The coastal community of Barishal in Bangladesh, where Kathak Biswas Joy, district coordinator with Youth Net for Climate Justice, member of the advisory committee with Child Rights Connect, and founder of the non-profit Aranyak, lives, is suffering from saltwater intrusion. “In Bangladesh, everything is tied to climate change,” he realized due to his work on children’s rights. Child labor and child marriage are becoming more widespread as climate change exacerbates existing inequities by driving migration from the countryside to coastal towns, where salt and flooding are ruining farms.
Dengue fever, the “world’s fastest-spreading vector-borne viral disease” due to a warmer, wetter climate, has decimated Bangladesh with the COVID-19 epidemic. Increased salinity has been associated with various issues during pregnancy, including hair loss and skin illnesses, dysentery, hypertension, the chance of miscarriage, changes in menstrual cycles, and difficulty maintaining hygiene. The disease has the same effect. It appears to provide as little relief as it did to Samuel Taylor Coleridge’s old mariner in a land where water abounds.
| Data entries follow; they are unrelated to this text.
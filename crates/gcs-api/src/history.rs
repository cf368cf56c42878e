//! In-memory flight history and the dashboard overview cards

use gcs_core::{MissionId, MissionRecord, MissionSummary};

use chrono::{DateTime, Utc};
use parking_lot::RwLock;
use serde::Serialize;
use tracing::info;

/// Battery above this reads as healthy on the overview card
const HEALTHY_BATTERY_PERCENT: f64 = 20.0;

/// Append-only record of flown missions
#[derive(Default)]
pub struct MissionHistory {
    records: RwLock<Vec<MissionRecord>>,
}

impl MissionHistory {
    pub fn new() -> Self {
        Self::default()
    }

    /// Turn an engine summary into a numbered record and keep it
    pub fn record(
        &self,
        summary: MissionSummary,
        location: &str,
        recorded_at: DateTime<Utc>,
    ) -> MissionRecord {
        let mut records = self.records.write();
        let name = format!("Mission #{}", records.len() + 1);
        let record = MissionRecord::from_summary(name, location, summary, recorded_at);

        info!(
            "Recorded {} ({}, {}, {} detections)",
            record.name,
            record.duration,
            record.status,
            record.detections.len()
        );
        records.push(record.clone());
        record
    }

    /// All records, newest first
    pub fn list(&self) -> Vec<MissionRecord> {
        self.records.read().iter().rev().cloned().collect()
    }

    pub fn get(&self, id: &MissionId) -> Option<MissionRecord> {
        self.records.read().iter().find(|r| &r.id == id).cloned()
    }

    pub fn len(&self) -> usize {
        self.records.read().len()
    }

    pub fn total_flight_seconds(&self) -> u64 {
        self.records.read().iter().map(|r| r.elapsed_seconds).sum()
    }
}

/// One card in the overview strip
#[derive(Debug, Clone, PartialEq, Serialize)]
pub struct OverviewStat {
    pub id: &'static str,
    pub label: &'static str,
    pub value: String,
    pub subtext: String,
}

/// Total flights, total flight time and system battery cards
pub fn overview_stats(history: &MissionHistory, battery_percent: f64) -> Vec<OverviewStat> {
    let hours = history.total_flight_seconds() as f64 / 3600.0;

    vec![
        OverviewStat {
            id: "flights",
            label: "Total Flights",
            value: format!("{} Flights", history.len()),
            subtext: "Completed Missions".to_string(),
        },
        OverviewStat {
            id: "flightTime",
            label: "Total Flight Time",
            value: format!("{:.1} Hours", hours),
            subtext: "Accumulated drone flight duration".to_string(),
        },
        OverviewStat {
            id: "battery",
            label: "System Battery",
            value: format!("{:.1}%", battery_percent),
            subtext: if battery_percent > HEALTHY_BATTERY_PERCENT {
                "Healthy"
            } else {
                "Low"
            }
            .to_string(),
        },
    ]
}

#[cfg(test)]
mod tests {
    use super::*;
    use chrono::TimeZone;
    use gcs_core::{DetectionEvent, MissionStatus, SiteCategory, FALLBACK_HOME};

    fn summary(secs: u64, battery: f64) -> MissionSummary {
        MissionSummary {
            flight_time: gcs_core::format_flight_time(secs),
            elapsed_seconds: secs,
            home: FALLBACK_HOME,
            flight_path: vec![FALLBACK_HOME; secs as usize],
            bounds: None,
            distance_flown_m: 0.0,
            detections: vec![DetectionEvent::new(SiteCategory::Enclosed, "Flower Pots")],
            final_battery_percent: battery,
        }
    }

    #[test]
    fn test_records_are_numbered_and_listed_newest_first() {
        let history = MissionHistory::new();
        let at = Utc.with_ymd_and_hms(2025, 7, 9, 14, 0, 0).unwrap();

        history.record(summary(30, 90.0), "Sector 7G", at);
        let second = history.record(summary(45, 80.0), "Sector 7G", at);

        assert_eq!(second.name, "Mission #2");
        assert_eq!(second.date, "July 9, 2025");
        assert_eq!(second.duration, "00:45");

        let listed = history.list();
        assert_eq!(listed.len(), 2);
        assert_eq!(listed[0].name, "Mission #2");
        assert_eq!(listed[1].name, "Mission #1");
    }

    #[test]
    fn test_lookup_by_id() {
        let history = MissionHistory::new();
        let record = history.record(summary(10, 95.0), "Sector 7G", Utc::now());

        assert_eq!(history.get(&record.id).unwrap().name, record.name);
        assert!(history.get(&MissionId::new()).is_none());
    }

    #[test]
    fn test_depleted_battery_is_interrupted() {
        let history = MissionHistory::new();
        let record = history.record(summary(10, 0.0), "Sector 7G", Utc::now());
        assert_eq!(record.status, MissionStatus::Interrupted);
    }

    #[test]
    fn test_overview_stats() {
        let history = MissionHistory::new();
        history.record(summary(5_400, 60.0), "Sector 7G", Utc::now());
        history.record(summary(1_800, 40.0), "Sector 7G", Utc::now());

        let stats = overview_stats(&history, 87.26);
        assert_eq!(stats[0].value, "2 Flights");
        assert_eq!(stats[1].value, "2.0 Hours");
        assert_eq!(stats[2].value, "87.3%");
        assert_eq!(stats[2].subtext, "Healthy");

        let low = overview_stats(&history, 20.0);
        assert_eq!(low[2].subtext, "Low");
    }

    #[test]
    fn test_empty_overview() {
        let stats = overview_stats(&MissionHistory::new(), 98.7);
        assert_eq!(stats[0].value, "0 Flights");
        assert_eq!(stats[1].value, "0.0 Hours");
    }
}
Rabukawaqa agrees. In a country that is almost wholly reliant on the sea, the historical and cultural relationship with it is shifting from “a lovely, loving, caring relationship… to one where the sea is suddenly becoming our enemy.” We don’t need it to be that way.

If you think Alisi Rabukawaqa and Kathak Biswas Joy’s troubles are unrelated to yours, you’re mistaken. While Asia is home to nine of the top ten large countries at risk from sea-level rise, no one is secure. Many of the world’s most populous cities are already at risk of flooding as early as 2030 – less than a decade from promptly. Climate Central, a non-profit, has mapped the locations most at danger over the next century using data from “peer-reviewed science in major journals.” While the developers warn that the mapping would inevitably contain inaccuracies, the extent of the catastrophe is terrifying.

Many countries adopt new technology to secure their future to stem the flood. In 2015, China launched its “sponge city” effort to absorb and reuse 70% of rainfall by 2030; the scheme already includes 30 cities, including Shanghai. Alexandria, Egypt’s historic city, has chosen to extend its canals and rehouse those living alongside them, even though landmarks such as Cleopatra’s palace and the iconic lighthouse are in danger of being flooded.

This release is articulated by Prittle Prattle News in the form of an authored article.